------ Entries shown
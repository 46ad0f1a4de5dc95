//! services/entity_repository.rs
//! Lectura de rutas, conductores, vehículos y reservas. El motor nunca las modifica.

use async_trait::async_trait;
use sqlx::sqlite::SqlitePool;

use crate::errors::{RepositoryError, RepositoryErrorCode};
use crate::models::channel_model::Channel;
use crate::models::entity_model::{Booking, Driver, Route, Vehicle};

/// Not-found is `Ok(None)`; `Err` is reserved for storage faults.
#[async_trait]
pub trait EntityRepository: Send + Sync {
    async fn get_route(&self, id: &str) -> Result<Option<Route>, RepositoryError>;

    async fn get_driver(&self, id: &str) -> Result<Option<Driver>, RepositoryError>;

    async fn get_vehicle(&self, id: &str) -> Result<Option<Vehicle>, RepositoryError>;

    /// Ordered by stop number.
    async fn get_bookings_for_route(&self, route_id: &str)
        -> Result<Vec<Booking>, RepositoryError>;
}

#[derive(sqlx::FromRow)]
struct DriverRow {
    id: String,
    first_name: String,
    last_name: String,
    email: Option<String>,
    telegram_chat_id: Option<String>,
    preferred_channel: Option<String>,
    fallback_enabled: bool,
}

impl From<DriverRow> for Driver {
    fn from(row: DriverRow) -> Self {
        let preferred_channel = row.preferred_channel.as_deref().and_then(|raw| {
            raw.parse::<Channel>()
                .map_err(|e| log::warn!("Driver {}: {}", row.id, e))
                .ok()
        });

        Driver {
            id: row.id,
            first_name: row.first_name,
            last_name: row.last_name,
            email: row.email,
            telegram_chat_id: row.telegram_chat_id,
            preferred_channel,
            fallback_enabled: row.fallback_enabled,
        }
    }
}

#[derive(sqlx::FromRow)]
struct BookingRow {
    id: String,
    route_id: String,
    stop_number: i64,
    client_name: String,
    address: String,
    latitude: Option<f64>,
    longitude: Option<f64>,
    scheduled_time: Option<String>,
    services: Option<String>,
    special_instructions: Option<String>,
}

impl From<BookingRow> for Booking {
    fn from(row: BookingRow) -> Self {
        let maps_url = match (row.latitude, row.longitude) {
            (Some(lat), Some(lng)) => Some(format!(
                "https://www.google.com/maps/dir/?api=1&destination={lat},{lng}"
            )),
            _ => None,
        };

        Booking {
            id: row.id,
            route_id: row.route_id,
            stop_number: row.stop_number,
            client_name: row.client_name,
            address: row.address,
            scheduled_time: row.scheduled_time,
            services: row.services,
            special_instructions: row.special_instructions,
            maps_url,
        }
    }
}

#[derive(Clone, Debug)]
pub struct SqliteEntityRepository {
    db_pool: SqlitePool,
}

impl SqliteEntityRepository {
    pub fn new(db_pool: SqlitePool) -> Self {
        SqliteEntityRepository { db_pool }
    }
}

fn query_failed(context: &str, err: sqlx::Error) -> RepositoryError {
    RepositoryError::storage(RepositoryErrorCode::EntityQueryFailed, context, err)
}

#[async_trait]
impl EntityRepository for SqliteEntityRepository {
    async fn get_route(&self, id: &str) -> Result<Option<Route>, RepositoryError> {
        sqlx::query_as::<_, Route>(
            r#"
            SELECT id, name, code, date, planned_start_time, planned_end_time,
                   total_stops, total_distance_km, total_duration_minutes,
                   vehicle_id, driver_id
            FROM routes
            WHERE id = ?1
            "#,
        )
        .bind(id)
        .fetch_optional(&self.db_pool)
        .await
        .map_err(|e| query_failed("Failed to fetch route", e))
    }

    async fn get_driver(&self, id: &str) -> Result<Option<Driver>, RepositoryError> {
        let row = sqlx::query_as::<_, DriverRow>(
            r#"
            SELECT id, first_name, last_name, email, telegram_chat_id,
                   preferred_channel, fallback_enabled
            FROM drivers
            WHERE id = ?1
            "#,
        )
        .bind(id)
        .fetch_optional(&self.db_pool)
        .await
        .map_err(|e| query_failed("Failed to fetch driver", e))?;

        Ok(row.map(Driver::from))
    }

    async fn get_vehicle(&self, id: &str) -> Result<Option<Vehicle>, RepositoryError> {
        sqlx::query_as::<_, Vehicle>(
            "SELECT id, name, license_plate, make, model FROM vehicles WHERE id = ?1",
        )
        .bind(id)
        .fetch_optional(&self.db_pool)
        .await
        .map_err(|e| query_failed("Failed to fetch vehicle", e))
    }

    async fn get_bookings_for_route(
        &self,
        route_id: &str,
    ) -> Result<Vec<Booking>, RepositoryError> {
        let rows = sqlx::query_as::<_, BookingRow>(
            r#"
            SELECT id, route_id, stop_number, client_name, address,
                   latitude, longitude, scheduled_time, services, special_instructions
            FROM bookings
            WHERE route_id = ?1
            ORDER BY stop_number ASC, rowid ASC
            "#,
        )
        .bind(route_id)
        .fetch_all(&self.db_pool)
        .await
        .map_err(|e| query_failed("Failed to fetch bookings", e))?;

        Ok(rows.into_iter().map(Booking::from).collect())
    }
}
------------
------ Entries shown
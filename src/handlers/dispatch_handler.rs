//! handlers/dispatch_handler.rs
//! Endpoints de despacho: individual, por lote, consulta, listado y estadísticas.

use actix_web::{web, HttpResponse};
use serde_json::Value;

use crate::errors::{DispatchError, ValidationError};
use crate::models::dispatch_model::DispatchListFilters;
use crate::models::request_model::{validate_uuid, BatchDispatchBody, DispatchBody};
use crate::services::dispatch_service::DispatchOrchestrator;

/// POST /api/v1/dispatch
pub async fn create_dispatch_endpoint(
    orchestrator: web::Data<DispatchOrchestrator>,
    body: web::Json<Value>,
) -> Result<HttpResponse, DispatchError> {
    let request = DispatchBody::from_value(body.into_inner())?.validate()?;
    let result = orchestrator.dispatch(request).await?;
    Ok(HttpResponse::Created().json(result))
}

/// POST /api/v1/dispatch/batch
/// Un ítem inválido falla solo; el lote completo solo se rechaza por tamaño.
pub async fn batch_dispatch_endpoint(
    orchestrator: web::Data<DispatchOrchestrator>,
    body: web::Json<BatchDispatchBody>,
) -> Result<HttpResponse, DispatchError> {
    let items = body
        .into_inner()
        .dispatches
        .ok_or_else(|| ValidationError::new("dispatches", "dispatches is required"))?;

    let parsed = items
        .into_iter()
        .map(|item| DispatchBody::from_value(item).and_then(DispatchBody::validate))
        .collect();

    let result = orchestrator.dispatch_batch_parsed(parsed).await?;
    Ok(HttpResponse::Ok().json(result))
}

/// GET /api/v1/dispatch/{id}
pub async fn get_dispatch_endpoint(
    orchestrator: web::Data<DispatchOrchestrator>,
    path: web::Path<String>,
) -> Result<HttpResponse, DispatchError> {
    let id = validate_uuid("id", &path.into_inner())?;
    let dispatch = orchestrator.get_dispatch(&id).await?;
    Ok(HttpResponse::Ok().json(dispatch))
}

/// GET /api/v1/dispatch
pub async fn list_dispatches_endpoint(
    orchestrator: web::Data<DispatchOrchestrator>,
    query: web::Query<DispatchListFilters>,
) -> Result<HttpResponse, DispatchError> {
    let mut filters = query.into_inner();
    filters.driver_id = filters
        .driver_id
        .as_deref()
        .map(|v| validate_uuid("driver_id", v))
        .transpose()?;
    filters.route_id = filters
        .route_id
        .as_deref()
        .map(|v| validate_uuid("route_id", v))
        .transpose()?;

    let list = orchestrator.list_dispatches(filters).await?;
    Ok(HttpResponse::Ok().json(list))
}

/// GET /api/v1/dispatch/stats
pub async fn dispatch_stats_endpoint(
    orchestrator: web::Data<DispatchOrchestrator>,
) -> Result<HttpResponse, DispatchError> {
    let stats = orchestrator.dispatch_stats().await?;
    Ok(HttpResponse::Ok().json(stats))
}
------------
Gather and copy every line of the data in which the string "collect" is found.

**Output of the exercise**
        Ok(rows.into_iter().map(Booking::from).collect())
        .collect();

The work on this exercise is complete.